The editor of Downcodes learned that Peking University and other scientific research teams have released LLaVA-o1, a landmark multi-modal open source model. The model surpassed competitors such as Gemini, GPT-4o-mini and Llama in multiple benchmark tests, and its "slow thinking" reasoning mechanism allowed it to perform more complex reasoning, comparable to GPT-o1. The open source of LLaVA-o1 will bring new vitality to the research and application in the field of multi-modal AI.
Recently, Peking University and other scientific research teams announced the release of a multi-modal open source model called LLaVA-o1, which is said to be the first visual language model capable of spontaneous and systematic reasoning, comparable to GPT-o1.

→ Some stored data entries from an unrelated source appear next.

//! The warehouse loader: enumerate Parquet objects, then load them one by one.
//!
//! Loads are strictly sequential. Each job is awaited before the next is
//! submitted, and the first failure aborts the rest of the batch. Objects
//! loaded before the failure stay loaded; there is no rollback and no
//! tracking across runs, so running twice loads everything twice.

use snafu::prelude::*;
use std::sync::Arc;
use std::time::Instant;
use tracing::{debug, info, warn};

use walrus_core::emit;

use crate::error::{CompleteSnafu, ListingSnafu, LoadError, SubmitSnafu};
use crate::listing::{ObjectLister, StorageObjectRef, list_matching_objects};
use crate::metrics::events::{LoadJobCompleted, LoadStatus, ObjectsMatched};
use crate::warehouse::{LoadRequest, TableRef, WarehouseService};

/// Extension of the files handed to the warehouse.
pub const SOURCE_EXTENSION: &str = "parquet";

/// Summary of one `load_to_table` call.
#[derive(Debug, Clone, PartialEq, Eq)]
pub struct LoadReport {
    pub table: TableRef,
    pub objects_loaded: usize,
}

/// Loads objects from one storage location into warehouse tables.
pub struct WarehouseLoader {
    lister: Arc<dyn ObjectLister>,
    warehouse: Arc<dyn WarehouseService>,
}

impl WarehouseLoader {
    pub fn new(lister: Arc<dyn ObjectLister>, warehouse: Arc<dyn WarehouseService>) -> Self {
        Self { lister, warehouse }
    }

    /// Location the loader lists from.
    pub fn location(&self) -> &str {
        self.lister.location()
    }

    /// Objects under `prefix` whose extension is exactly `extension`.
    pub async fn list_matching_objects(
        &self,
        prefix: &str,
        extension: &str,
    ) -> Result<Vec<StorageObjectRef>, LoadError> {
        list_matching_objects(self.lister.as_ref(), prefix, extension)
            .await
            .context(ListingSnafu {
                location: self.lister.location(),
                prefix,
            })
    }

    /// Load every Parquet object under `prefix` into `table`.
    ///
    /// Zero matching objects is a no-op, not an error.
    pub async fn load_to_table(
        &self,
        prefix: &str,
        table: &TableRef,
    ) -> Result<LoadReport, LoadError> {
        let target = table.table.clone();
        let objects = self.list_matching_objects(prefix, SOURCE_EXTENSION).await?;

        emit!(ObjectsMatched {
            count: objects.len(),
            target: target.clone(),
        });

        if objects.is_empty() {
            info!(target = %target, location = %self.location(), prefix, "No matching objects, nothing to load");
            return Ok(LoadReport {
                table: table.clone(),
                objects_loaded: 0,
            });
        }

        info!(
            target = %target,
            count = objects.len(),
            destination = %table,
            warehouse = self.warehouse.name(),
            "Loading objects"
        );

        let total = objects.len();
        for (index, object) in objects.into_iter().enumerate() {
            let uri = object.uri();
            let request = LoadRequest::parquet(object, table.clone());
            let start = Instant::now();

            let mut job = match self.warehouse.submit_load(&request).await {
                Ok(job) => job,
                Err(source) => {
                    emit!(LoadJobCompleted {
                        status: LoadStatus::Failed,
                        duration: start.elapsed(),
                        target: target.clone(),
                    });
                    warn!(target = %target, uri = %uri, remaining = total - index - 1, "Load submission failed, aborting table");
                    return Err(source).context(SubmitSnafu {
                        uri,
                        table: table.to_string(),
                    });
                }
            };

            debug!(target = %target, uri = %uri, job_id = job.id(), "Waiting for load job");
            let outcome = job.wait().await;

            let status = if outcome.is_ok() {
                LoadStatus::Success
            } else {
                LoadStatus::Failed
            };
            emit!(LoadJobCompleted {
                status,
                duration: start.elapsed(),
                target: target.clone(),
            });

            if outcome.is_err() {
                warn!(target = %target, uri = %uri, remaining = total - index - 1, "Load job failed, aborting table");
            }
            outcome.context(CompleteSnafu {
                uri: uri.as_str(),
                table: table.to_string(),
            })?;

            info!(target = %target, uri = %uri, progress = %format!("{}/{}", index + 1, total), "Loaded object");
        }

        Ok(LoadReport {
            table: table.clone(),
            objects_loaded: total,
        })
    }
}
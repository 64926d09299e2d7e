//! In-process fake of the BigQuery jobs API.
//!
//! Jobs report `RUNNING` on the first poll and `DONE` on the second. Loads
//! into [`BROKEN_TABLE`] finish with an `errorResult`; inserts into
//! [`FORBIDDEN_PROJECT`] are rejected with 403, and any token other than
//! [`TOKEN`] with 401.

use axum::extract::{Path, Query, State};
use axum::http::{HeaderMap, StatusCode, header};
use axum::response::{IntoResponse, Response};
use axum::routing::{get, post};
use axum::{Json, Router};
use serde_json::{Value, json};
use std::collections::HashMap;
use std::sync::{Arc, Mutex};

pub const TOKEN: &str = "test-token";
pub const BROKEN_TABLE: &str = "broken";
pub const FORBIDDEN_PROJECT: &str = "forbidden";

/// What the fake has seen.
#[derive(Default)]
pub struct FakeBigQuery {
    pub inserts: Vec<Value>,
    pub polls: HashMap<String, usize>,
    pub poll_locations: Vec<Option<String>>,
    failing_jobs: Vec<String>,
}

pub type Shared = Arc<Mutex<FakeBigQuery>>;

fn authorized(headers: &HeaderMap) -> bool {
    headers
        .get(header::AUTHORIZATION)
        .and_then(|value| value.to_str().ok())
        .is_some_and(|value| value == format!("Bearer {TOKEN}"))
}

fn api_error(status: StatusCode, message: &str) -> Response {
    let body = json!({"error": {"code": status.as_u16(), "message": message}});
    (status, Json(body)).into_response()
}

async fn insert_job(
    State(state): State<Shared>,
    Path(project): Path<String>,
    headers: HeaderMap,
    Json(body): Json<Value>,
) -> Response {
    if !authorized(&headers) {
        return api_error(StatusCode::UNAUTHORIZED, "Invalid Credentials");
    }
    if project == FORBIDDEN_PROJECT {
        return api_error(
            StatusCode::FORBIDDEN,
            "Access Denied: Project forbidden: User does not have bigquery.jobs.create permission",
        );
    }

    let job_id = body["jobReference"]["jobId"].as_str().unwrap_or_default().to_string();
    let table = body["configuration"]["load"]["destinationTable"]["tableId"]
        .as_str()
        .unwrap_or_default();

    let mut state = state.lock().unwrap();
    if table == BROKEN_TABLE {
        state.failing_jobs.push(job_id.clone());
    }
    state.inserts.push(body.clone());

    Json(json!({
        "jobReference": {"projectId": project, "jobId": job_id, "location": "US"},
        "status": {"state": "PENDING"}
    }))
    .into_response()
}

async fn get_job(
    State(state): State<Shared>,
    Path((project, job_id)): Path<(String, String)>,
    Query(query): Query<HashMap<String, String>>,
    headers: HeaderMap,
) -> Response {
    if !authorized(&headers) {
        return api_error(StatusCode::UNAUTHORIZED, "Invalid Credentials");
    }

    let mut state = state.lock().unwrap();
    state.poll_locations.push(query.get("location").cloned());

    let polls = state.polls.entry(job_id.clone()).or_default();
    *polls += 1;
    let done = *polls >= 2;

    let mut status = json!({"state": if done { "DONE" } else { "RUNNING" }});
    if done && state.failing_jobs.contains(&job_id) {
        status["errorResult"] = json!({
            "reason": "invalid",
            "message": "Error while reading data, error message: Parquet column 'title' has type INT64 which does not match the target STRING"
        });
    }

    Json(json!({
        "jobReference": {"projectId": project, "jobId": job_id, "location": "US"},
        "status": status
    }))
    .into_response()
}

/// Serve the fake on an ephemeral port; returns its endpoint and state.
pub async fn start_fake() -> (String, Shared) {
    let state = Shared::default();
    let app = Router::new()
        .route("/bigquery/v2/projects/:project/jobs", post(insert_job))
        .route("/bigquery/v2/projects/:project/jobs/:job_id", get(get_job))
        .with_state(state.clone());

    let listener = tokio::net::TcpListener::bind("127.0.0.1:0").await.unwrap();
    let addr = listener.local_addr().unwrap();
    tokio::spawn(async move {
        axum::serve(listener, app).await.unwrap();
    });

    (format!("http://{addr}"), state)
}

The model performs well on six challenging multi-modal benchmarks, with its 11B-parameter version outperforming other competitors such as Gemini-1.5-pro, GPT-4o-mini and Llama-3.2-90B-Vision- Instruct.
LLaVA-o1 is based on the Llama-3.2-Vision model and adopts a "slow thinking" reasoning mechanism, which can independently conduct more complex reasoning processes, surpassing the traditional thinking chain prompt method.
On the multi-modal inference benchmark, LLaVA-o1 outperformed its base model by 8.9%. The model is unique in that its reasoning process is divided into four stages: summary, visual explanation, logical reasoning and conclusion generation. In traditional models, the reasoning process is often relatively simple and can easily lead to wrong answers, while LLaVA-o1 ensures more accurate output through structured multi-step reasoning.
For example, when solving the problem "How many objects are left after subtracting all the small bright balls and purple objects?", LLaVA-o1 will first summarize the problem, then extract information from the image, then perform step-by-step reasoning, and finally give Answer. This staged approach improves the model's systematic reasoning capabilities, making it more efficient in handling complex problems.
It is worth mentioning that LLaVA-o1 introduces a stage-level beam search method in the inference process. This approach allows the model to generate multiple candidate answers at each inference stage and select the best answer to proceed to the next stage of inference, thereby significantly improving the overall inference quality. With supervised fine-tuning and reasonable training data, LLaVA-o1 performs well in comparisons with larger or closed-source models.
The research results of the Peking University team not only promote the development of multi-modal AI, but also provide new ideas and methods for future visual language understanding models. The team stated that the code, pre-training weights and data sets of LLaVA-o1 will be fully open source, and they look forward to more researchers and developers jointly exploring and applying this innovative model.
Paper: https://arxiv.org/abs/2411.10440
GitHub:https://github.com/PKU-YuanGroup/LLaVA-o1
The open source of LLaVA-o1 will undoubtedly promote technological development and application innovation in the field of multi-modal AI. Its efficient inference mechanism and excellent performance make it an important reference for future visual language model research and is worthy of attention and anticipation. We look forward to more developers participating and jointly promoting the progress of artificial intelligence technology.